◆ EXERCISE INSTRUCTIONS:
Where the line with "let (timeout_height, timeout_timestamp)" appears below, start writing out lines exactly, and finish with the line with "let packet = Packet", which is included; write out nothing else.

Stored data
● ● ●

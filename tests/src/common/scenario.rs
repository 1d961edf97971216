//! Steps shared by the liquid-staking scenarios. Each returns the values
//! later steps need; nothing is cached between scenarios.

use std::path::Path;

use interchain_testing_core::{
    DynError,
    chain::{TxMessage, Wallet, WalletAmount, fund_test_wallets},
    ibc::{ChannelInfo, received_denom},
};
use interchain_testing_workflows::{Deployment, Harness, TransferRequest, WasmHookMemo};
use tracing::info;

use super::{
    chains::{
        ADMIN_MNEMONIC, GAIA_CHAIN_ID, GAIA_DENOM, GENESIS_WALLET_AMOUNT, IBC_PATH,
        PERSISTENCE_CHAIN_ID,
    },
    liquid_stake::{self, LsConfig, Timeouts},
};

pub struct Users {
    pub persistence: Wallet,
    pub gaia: Wallet,
    pub admin: Wallet,
}

/// One funded user per chain plus the module admin on Persistence.
pub async fn fund_users(harness: &Harness, key_prefix: &str) -> Result<Users, DynError> {
    let persistence = harness.network(PERSISTENCE_CHAIN_ID)?;
    let gaia = harness.network(GAIA_CHAIN_ID)?;

    let mut wallets = fund_test_wallets(
        key_prefix,
        GENESIS_WALLET_AMOUNT,
        &[persistence.clone(), gaia.clone()],
    )
    .await?
    .into_iter();
    let (Some(persistence_user), Some(gaia_user)) = (wallets.next(), wallets.next()) else {
        return Err("expected one wallet per chain".into());
    };

    let admin = persistence
        .create_funded_wallet(
            &format!("{key_prefix}-admin"),
            GENESIS_WALLET_AMOUNT,
            Some(ADMIN_MNEMONIC),
        )
        .await?;

    Ok(Users {
        persistence: persistence_user,
        gaia: gaia_user,
        admin,
    })
}

/// Both ends of the transfer channel between Gaia and Persistence.
pub struct Channels {
    pub gaia: ChannelInfo,
    pub persistence: ChannelInfo,
}

impl Channels {
    /// `ibc/...` denom uatom arrives as on Persistence.
    #[must_use]
    pub fn atom_on_persistence(&self) -> String {
        received_denom(
            &self.persistence.port_id,
            &self.persistence.channel_id,
            GAIA_DENOM,
        )
    }

    /// `ibc/...` denom a Persistence-native `denom` arrives as on Gaia.
    #[must_use]
    pub fn on_gaia(&self, denom: &str) -> String {
        received_denom(&self.gaia.port_id, &self.gaia.channel_id, denom)
    }
}

pub async fn transfer_channels(harness: &Harness) -> Result<Channels, DynError> {
    let relayer = harness.relayer();
    let gaia = relayer
        .transfer_channel(GAIA_CHAIN_ID, PERSISTENCE_CHAIN_ID)
        .await?;
    let persistence = relayer
        .transfer_channel(PERSISTENCE_CHAIN_ID, GAIA_CHAIN_ID)
        .await?;
    info!(gaia = %gaia.channel_id, persistence = %persistence.channel_id, "transfer channels");
    Ok(Channels { gaia, persistence })
}

/// Registers Gaia as a liquid-staking host on Persistence and activates it.
pub async fn register_host_chain(
    harness: &Harness,
    admin: &Wallet,
    channels: &Channels,
) -> Result<(), DynError> {
    let persistence = harness.network(PERSISTENCE_CHAIN_ID)?;
    let connection = channels
        .persistence
        .connection_id()
        .ok_or("persistence transfer channel has no connection hop")?;

    persistence
        .submit_transaction(
            &admin.key_name,
            TxMessage::module(
                "liquidstakeibc",
                [
                    "register-host-chain",
                    connection,
                    channels.persistence.channel_id.as_str(),
                    channels.persistence.port_id.as_str(),
                    "0.00",
                    "0.05",
                    "0.00",
                    "0.005",
                    GAIA_DENOM,
                    "1",
                    "4",
                    "2",
                ],
            ),
        )
        .await?;

    persistence
        .submit_transaction(
            &admin.key_name,
            TxMessage::module(
                "liquidstakeibc",
                [
                    "update-host-chain",
                    GAIA_CHAIN_ID,
                    r#"[{"key":"active","value":"true"}]"#,
                ],
            ),
        )
        .await?;
    harness.settle(&[PERSISTENCE_CHAIN_ID]).await?;
    Ok(())
}

/// Stores and instantiates the liquid-staking contract and checks it starts
/// active.
pub async fn deploy_liquid_stake(
    harness: &Harness,
    signer: &str,
    artifact: &Path,
) -> Result<Deployment, DynError> {
    let deployment = harness
        .deploy_contract(
            PERSISTENCE_CHAIN_ID,
            signer,
            artifact,
            &liquid_stake::instantiate_msg(),
            "ica-liquid-staking",
            true,
        )
        .await?;

    let config = ls_config(harness, &deployment.address).await?;
    if !config.active {
        return Err(format!("contract {} is not active after instantiate", deployment.address).into());
    }
    Ok(deployment)
}

pub async fn ls_config(harness: &Harness, contract: &str) -> Result<LsConfig, DynError> {
    let raw = harness
        .network(PERSISTENCE_CHAIN_ID)?
        .query_contract(contract, &liquid_stake::ls_config_query())
        .await?;
    Ok(serde_json::from_value(raw)?)
}

pub async fn ibc_config(harness: &Harness, contract: &str) -> Result<Timeouts, DynError> {
    let raw = harness
        .network(PERSISTENCE_CHAIN_ID)?
        .query_contract(contract, &liquid_stake::ibc_config_query())
        .await?;
    Ok(serde_json::from_value(raw)?)
}

/// Gaia to Persistence transfer whose memo calls `liquid_stake` on the
/// contract.
#[must_use]
pub fn liquid_stake_transfer(
    users: &Users,
    channels: &Channels,
    contract: &str,
    amount: u128,
    receiver: &str,
    transfer_channel: Option<&str>,
    recovery_address: Option<&str>,
) -> TransferRequest {
    let hook = WasmHookMemo::new(
        contract,
        liquid_stake::liquid_stake_msg(receiver, transfer_channel, recovery_address),
    );
    TransferRequest::new(
        GAIA_CHAIN_ID,
        PERSISTENCE_CHAIN_ID,
        IBC_PATH,
        channels.gaia.channel_id.clone(),
        users.gaia.key_name.clone(),
        WalletAmount::new(contract, GAIA_DENOM, amount),
    )
    .with_hook(&hook)
}

/// Plain Gaia to Persistence transfer to `receiver`.
#[must_use]
pub fn atom_transfer(users: &Users, channels: &Channels, receiver: &str, amount: u128) -> TransferRequest {
    TransferRequest::new(
        GAIA_CHAIN_ID,
        PERSISTENCE_CHAIN_ID,
        IBC_PATH,
        channels.gaia.channel_id.clone(),
        users.gaia.key_name.clone(),
        WalletAmount::new(receiver, GAIA_DENOM, amount),
    )
}

/// Admin-only `update_config` on the contract.
pub async fn set_contract_active(
    harness: &Harness,
    signer: &str,
    contract: &str,
    active: bool,
) -> Result<(), DynError> {
    harness
        .network(PERSISTENCE_CHAIN_ID)?
        .submit_transaction(
            signer,
            TxMessage::WasmExecute {
                contract: contract.to_owned(),
                msg: liquid_stake::update_config_msg(Some(active), None, None),
                funds: None,
            },
        )
        .await?;
    Ok(())
}
use std::{
    collections::{BTreeMap, HashMap, HashSet},
    path::Path,
    sync::{
        Arc, Mutex, MutexGuard, PoisonError,
        atomic::{AtomicBool, Ordering},
    },
    time::{Duration, SystemTime, UNIX_EPOCH},
};

use async_trait::async_trait;
use serde_json::Value;
use sha2::{Digest as _, Sha256};
use tokio::{
    task::JoinHandle,
    time::{MissedTickBehavior, interval},
};
use tracing::{debug, info, warn};

use super::contract::{CodeFactory, Coin, ContractContext, MockContract};
use crate::{
    chain::{
        ChainError, ChainSpec, ExecOutput, IbcTimeout, NetworkHandle, TransferOptions, TransferTx,
        TxMessage, TxResult, Wallet, WalletAmount,
    },
    ibc::{
        Acknowledgement, ChannelInfo, ConnectionInfo, DenomTrace, FungibleTokenPacketData, Packet,
        PacketEvent,
    },
};

const DEFAULT_PACKET_TIMEOUT: Duration = Duration::from_secs(600);
const TRANSFER_GAS: u64 = 85_000;

/// Bank balances, outstanding packet commitments and denom traces: the part
/// of chain state a failed contract call rolls back.
#[derive(Clone, Default)]
pub(super) struct Ledger {
    balances: BTreeMap<(String, String), u128>,
    commitments: BTreeMap<(String, u64), Packet>,
    next_sequence: HashMap<String, u64>,
    pub(super) denom_traces: HashMap<String, DenomTrace>,
}

impl Ledger {
    pub(super) fn balance(&self, address: &str, denom: &str) -> u128 {
        self.balances
            .get(&(address.to_owned(), denom.to_owned()))
            .copied()
            .unwrap_or_default()
    }

    pub(super) fn mint(&mut self, to: &str, denom: &str, amount: u128) {
        *self
            .balances
            .entry((to.to_owned(), denom.to_owned()))
            .or_default() += amount;
    }

    pub(super) fn burn(&mut self, from: &str, denom: &str, amount: u128) -> Result<(), String> {
        let balance = self.balance(from, denom);
        if balance < amount {
            return Err(format!(
                "insufficient funds: {from} holds {balance}{denom}, needs {amount}{denom}"
            ));
        }
        self.balances
            .insert((from.to_owned(), denom.to_owned()), balance - amount);
        Ok(())
    }

    pub(super) fn transfer(
        &mut self,
        from: &str,
        to: &str,
        denom: &str,
        amount: u128,
    ) -> Result<(), String> {
        self.burn(from, denom, amount)?;
        self.mint(to, denom, amount);
        Ok(())
    }
}

/// Acknowledgement written on the receiving chain, waiting to be relayed back.
#[derive(Clone, Debug)]
pub(super) struct WrittenAck {
    pub(super) packet: Packet,
    pub(super) ack: Acknowledgement,
    /// The destination kept the transferred funds even though the ack is an
    /// error (a failed hook), so the source must not refund.
    pub(super) funds_retained: bool,
}

#[derive(Debug)]
pub(super) enum ReceiveError {
    TimedOut,
}

struct ContractInstance {
    admin: Option<String>,
    contract: Box<dyn MockContract>,
}

struct WasmHook {
    contract: String,
    msg: Value,
    recovery_address: Option<String>,
}

pub(super) struct ChainState {
    chain_id: String,
    prefix: String,
    running: bool,
    height: u64,
    pub(super) time_nanos: u64,
    keys: HashMap<String, String>,
    pub(super) ledger: Ledger,
    events: BTreeMap<u64, Vec<PacketEvent>>,
    receipts: HashSet<(String, u64)>,
    written_acks: BTreeMap<(String, u64), WrittenAck>,
    channels: Vec<ChannelInfo>,
    connections: Vec<ConnectionInfo>,
    clients: u64,
    contracts: HashMap<String, ContractInstance>,
    codes: Vec<String>,
    module_txs: Vec<(String, Vec<String>)>,
    txs: u64,
}

impl ChainState {
    fn new(spec: &ChainSpec) -> Self {
        let now = SystemTime::now()
            .duration_since(UNIX_EPOCH)
            .map_or(0, |d| u64::try_from(d.as_nanos()).unwrap_or(u64::MAX));
        Self {
            chain_id: spec.chain_id.clone(),
            prefix: spec.bech32_prefix.clone(),
            running: false,
            height: 0,
            time_nanos: now,
            keys: HashMap::new(),
            ledger: Ledger::default(),
            events: BTreeMap::new(),
            receipts: HashSet::new(),
            written_acks: BTreeMap::new(),
            channels: Vec::new(),
            connections: Vec::new(),
            clients: 0,
            contracts: HashMap::new(),
            codes: Vec::new(),
            module_txs: Vec::new(),
            txs: 0,
        }
    }

    fn next_tx(&mut self) -> (u64, String) {
        self.txs += 1;
        let hash = Sha256::digest(format!("{}/tx/{}", self.chain_id, self.txs));
        (self.height + 1, hex::encode_upper(hash))
    }

    fn address_of(&self, key_name: &str) -> Result<String, ChainError> {
        self.keys
            .get(key_name)
            .cloned()
            .ok_or_else(|| ChainError::Command {
                chain_id: self.chain_id.clone(),
                command: "keys show".to_owned(),
                stderr: format!("{key_name} is not a valid name or address: key not found"),
            })
    }

    fn tx_failed(&self, raw_log: String) -> ChainError {
        ChainError::TxFailed {
            chain_id: self.chain_id.clone(),
            code: 1,
            raw_log,
        }
    }

    fn record_event(&mut self, event: PacketEvent) {
        self.events.entry(self.height + 1).or_default().push(event);
    }

    /// ICS-20 send: burns vouchers travelling back towards their origin,
    /// escrows everything else, and commits the packet.
    #[allow(clippy::too_many_arguments)]
    pub(super) fn send_transfer(
        &mut self,
        channel_id: &str,
        sender: &str,
        receiver: &str,
        denom: &str,
        amount: u128,
        memo: &str,
        timeout: Option<IbcTimeout>,
    ) -> Result<Packet, String> {
        let channel = self
            .channels
            .iter()
            .find(|c| c.channel_id == channel_id)
            .cloned()
            .ok_or_else(|| format!("channel {channel_id} does not exist on {}", self.chain_id))?;
        if !channel.is_open() {
            return Err(format!("channel {channel_id} is not open"));
        }
        if amount == 0 {
            return Err("transfer amount must be positive".to_owned());
        }

        let trace = if denom.starts_with("ibc/") {
            self.ledger
                .denom_traces
                .get(denom)
                .cloned()
                .ok_or_else(|| format!("no denom trace for {denom}"))?
        } else {
            DenomTrace::native(denom)
        };

        if trace.unwind(&channel.port_id, channel_id).is_some() {
            self.ledger.burn(sender, denom, amount)?;
        } else {
            self.ledger
                .transfer(sender, &escrow_address(channel_id), denom, amount)?;
        }

        let (timeout_height, timeout_timestamp) = match timeout {
            Some(t) if t.height != 0 || t.nanos != 0 => (t.height, t.nanos),
            _ => (
                0,
                self.time_nanos + u64::try_from(DEFAULT_PACKET_TIMEOUT.as_nanos()).unwrap_or(0),
            ),
        };

        let next = self
            .ledger
            .next_sequence
            .entry(channel_id.to_owned())
            .or_insert(1);
        let sequence = *next;
        *next += 1;

        let data = FungibleTokenPacketData {
            denom: trace.full_path(),
            amount: amount.to_string(),
            sender: sender.to_owned(),
            receiver: receiver.to_owned(),
            memo: memo.to_owned(),
        };
        let packet = Packet {
            sequence,
            source_port: channel.port_id.clone(),
            source_channel: channel_id.to_owned(),
            destination_port: channel.counterparty.port_id.clone(),
            destination_channel: channel.counterparty.channel_id.clone(),
            data: data.to_bytes(),
            timeout_height,
            timeout_timestamp,
        };
        self.ledger
            .commitments
            .insert((channel_id.to_owned(), sequence), packet.clone());
        Ok(packet)
    }

    fn refund(&mut self, packet: &Packet) -> Result<(), String> {
        let data = FungibleTokenPacketData::from_bytes(&packet.data)?;
        let amount = data.amount()?;
        let trace = DenomTrace::parse(&data.denom);
        let local = trace.ibc_denom();
        if trace
            .unwind(&packet.source_port, &packet.source_channel)
            .is_some()
        {
            self.ledger.mint(&data.sender, &local, amount);
            Ok(())
        } else {
            self.ledger.transfer(
                &escrow_address(&packet.source_channel),
                &data.sender,
                &local,
                amount,
            )
        }
    }

    fn receive(&mut self, packet: &Packet) -> (Acknowledgement, bool) {
        let data = match FungibleTokenPacketData::from_bytes(&packet.data) {
            Ok(data) => data,
            Err(reason) => return (Acknowledgement::error(reason), false),
        };
        let amount = match data.amount() {
            Ok(amount) => amount,
            Err(reason) => return (Acknowledgement::error(reason), false),
        };
        let hook = match parse_wasm_hook(&data.memo) {
            Ok(hook) => hook,
            Err(reason) => return (Acknowledgement::error(reason), false),
        };
        if let Some(hook) = &hook {
            if hook.contract != data.receiver {
                return (
                    Acknowledgement::error("wasm hook contract must be the transfer receiver"),
                    false,
                );
            }
        }

        let local_denom = match self.credit(packet, &data, amount) {
            Ok(denom) => denom,
            Err(reason) => return (Acknowledgement::error(reason), false),
        };

        let Some(hook) = hook else {
            return (Acknowledgement::success(), false);
        };

        let sender = format!("ibc-hooks/{}/{}", packet.destination_channel, data.sender);
        let funds = vec![Coin::new(local_denom.clone(), amount)];
        match self.execute_contract(&hook.contract, &sender, &hook.msg, funds) {
            Ok(()) => (Acknowledgement::success(), false),
            Err(reason) => {
                if let Some(recovery) = &hook.recovery_address {
                    if let Err(err) =
                        self.ledger
                            .transfer(&hook.contract, recovery, &local_denom, amount)
                    {
                        warn!(chain_id = %self.chain_id, error = %err, "failed to move funds to recovery address");
                    }
                }
                (
                    Acknowledgement::error(format!("wasm hook execution failed: {reason}")),
                    true,
                )
            }
        }
    }

    /// Unescrows tokens returning home, mints vouchers for everything else.
    fn credit(
        &mut self,
        packet: &Packet,
        data: &FungibleTokenPacketData,
        amount: u128,
    ) -> Result<String, String> {
        let trace = DenomTrace::parse(&data.denom);
        if let Some(unwound) = trace.unwind(&packet.source_port, &packet.source_channel) {
            let local = unwound.ibc_denom();
            self.ledger.transfer(
                &escrow_address(&packet.destination_channel),
                &data.receiver,
                &local,
                amount,
            )?;
            return Ok(local);
        }

        let voucher = trace.prefixed(&packet.destination_port, &packet.destination_channel);
        let local = voucher.ibc_denom();
        self.ledger.denom_traces.insert(local.clone(), voucher);
        self.ledger.mint(&data.receiver, &local, amount);
        Ok(local)
    }

    fn execute_contract(
        &mut self,
        address: &str,
        sender: &str,
        msg: &Value,
        funds: Vec<Coin>,
    ) -> Result<(), String> {
        let mut instance = self
            .contracts
            .remove(address)
            .ok_or_else(|| format!("no contract at {address}"))?;
        let ledger = self.ledger.clone();
        let contract = instance.contract.clone_box();

        let result = {
            let mut ctx = ContractContext {
                state: self,
                address: address.to_owned(),
                sender: sender.to_owned(),
                funds,
                admin: instance.admin.clone(),
            };
            instance.contract.execute(&mut ctx, msg)
        };

        if result.is_err() {
            self.ledger = ledger;
            instance.contract = contract;
        }
        self.contracts.insert(address.to_owned(), instance);
        result
    }
}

● ● ●

◆ EXERCISE RESULT:
        let (timeout_height, timeout_timestamp) = match timeout {
            Some(t) if t.height != 0 || t.nanos != 0 => (t.height, t.nanos),
            _ => (
                0,
                self.time_nanos + u64::try_from(DEFAULT_PACKET_TIMEOUT.as_nanos()).unwrap_or(0),
            ),
        };

        let next = self
            .ledger
            .next_sequence
            .entry(channel_id.to_owned())
            .or_insert(1);
        let sequence = *next;
        *next += 1;

        let data = FungibleTokenPacketData {
            denom: trace.full_path(),
            amount: amount.to_string(),
            sender: sender.to_owned(),
            receiver: receiver.to_owned(),
            memo: memo.to_owned(),
        };
        let packet = Packet {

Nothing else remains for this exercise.